Pancreatic cancer is a highly aggressive malignancy that features high recurrence rates and the poorest prognosis of all solid cancers. The urokinase plasminogen activation system (uPAS) is strongly implicated in the pathophysiology and clinical outcomes of patients with pancreatic ductal adenocarcinoma (PDAC), which accounts for more than 90% of all pancreatic cancers. Overexpression of the urokinase-type plasminogen activator (uPA) or its cell surface receptor uPAR is a key step in the acquisition of a metastatic phenotype via multiple mechanisms, including the increased activation of cell surface localised plasminogen which generates the serine protease plasmin. This triggers multiple downstream processes that promote tumour cell migration and invasion. Increasing clinical evidence shows that the overexpression of uPA, uPAR, or of both is strongly associated with worse clinicopathological features and poor prognosis in PDAC patients. This review provides an overview of the current understanding of the uPAS in the pathogenesis and progression of pancreatic cancer, with a focus on PDAC, and summarises the substantial body of evidence that supports the role of uPAS components, including plasminogen receptors, in this disease. The review further outlines the clinical utility of uPAS components as prospective diagnostic and prognostic biomarkers for PDAC, as well as a rationale for the development of novel uPAS-targeted therapeutics.

Disruption of Water Networks is the Cause of Human/Mouse Species Selectivity in Urokinase Plasminogen Activator (uPA) Inhibitors Derived from Hexamethylene Amiloride (HMA).
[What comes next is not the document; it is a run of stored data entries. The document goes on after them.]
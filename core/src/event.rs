//! Wire envelope for messages carried by the event bus.
//!
//! Payloads are encoded with `bincode`: every producer and consumer of these
//! topics is a Rust service sharing the same message types, so a compact
//! binary format is enough. The event-log snapshot is the one place JSON is
//! used, because that record is read by humans during audits.

use serde::{Deserialize, Serialize, de::DeserializeOwned};
use std::fmt;
use thiserror::Error;

/// Error types for event encoding.
#[derive(Error, Debug)]
pub enum EventError {
    /// Failed to serialize event to bytes.
    #[error("Failed to serialize event: {0}")]
    SerializationError(String),

    /// Failed to deserialize event from bytes.
    #[error("Failed to deserialize event: {0}")]
    DeserializationError(String),
}

/// A message that can travel on the bus.
///
/// `event_type` is a stable routing name; the default `to_bytes`/`from_bytes`
/// use bincode for any serde type.
pub trait Event: Send + Sync + 'static {
    /// Stable type identifier for routing and logging.
    fn event_type(&self) -> &'static str;

    /// Serialize this event to bincode bytes.
    ///
    /// # Errors
    ///
    /// Returns `EventError::SerializationError` if the event cannot be serialized.
    fn to_bytes(&self) -> Result<Vec<u8>, EventError>
    where
        Self: Serialize,
    {
        bincode::serialize(self).map_err(|e| EventError::SerializationError(e.to_string()))
    }

    /// Deserialize an event from bincode bytes.
    ///
    /// # Errors
    ///
    /// Returns `EventError::DeserializationError` if the bytes do not decode
    /// into this type.
    fn from_bytes(bytes: &[u8]) -> Result<Self, EventError>
    where
        Self: DeserializeOwned + Sized,
    {
        bincode::deserialize(bytes).map_err(|e| EventError::DeserializationError(e.to_string()))
    }
}

/// An encoded event ready for publication.
#[derive(Clone, Debug, PartialEq, Eq, Serialize, Deserialize)]
pub struct SerializedEvent {
    /// The event type identifier (e.g., "store.book").
    pub event_type: String,
    /// The bincode-serialized event data.
    pub data: Vec<u8>,
}

impl SerializedEvent {
    /// Create a new serialized event.
    #[must_use]
    pub const fn new(event_type: String, data: Vec<u8>) -> Self {
        Self { event_type, data }
    }

    /// Encode an [`Event`].
    ///
    /// # Errors
    ///
    /// Returns `EventError::SerializationError` if the event cannot be serialized.
    pub fn from_event<E: Event + Serialize>(event: &E) -> Result<Self, EventError> {
        Ok(Self {
            event_type: event.event_type().to_string(),
            data: event.to_bytes()?,
        })
    }
}

impl fmt::Display for SerializedEvent {
    fn fmt(&self, f: &mut fmt::Formatter<'_>) -> fmt::Result {
        write!(
            f,
            "SerializedEvent {{ type: {}, size: {} bytes }}",
            self.event_type,
            self.data.len()
        )
    }
}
The urokinase plasminogen activator (uPA) plays a critical role in tumor cell invasion and migration and is a promising antimetastasis target. 6-Substituted analogues of 5-N,N-(hexamethylene)amiloride (HMA) are potent and selective uPA inhibitors that lack the diuretic and antikaliuretic properties of the parent drug amiloride. However, the compounds display pronounced selectivity for human over mouse uPA, thus confounding interpretation of data from human xenograft mouse models of cancer. Here, computational and experimental findings reveal that residue 99 is a key contributor to the observed species selectivity, whereby enthalpically unfavorable expulsion of a water molecule by the 5-N,N-hexamethylene ring occurs when residue 99 is Tyr (as in mouse uPA). Analogue 7 lacking the 5-N,N-hexamethylene ring maintained similar water networks when bound to human and mouse uPA and displayed reduced selectivity, thus supporting this conclusion. The study will guide further optimization of dual-potent human/mouse uPA inhibitors from the amiloride class as antimetastasis drugs.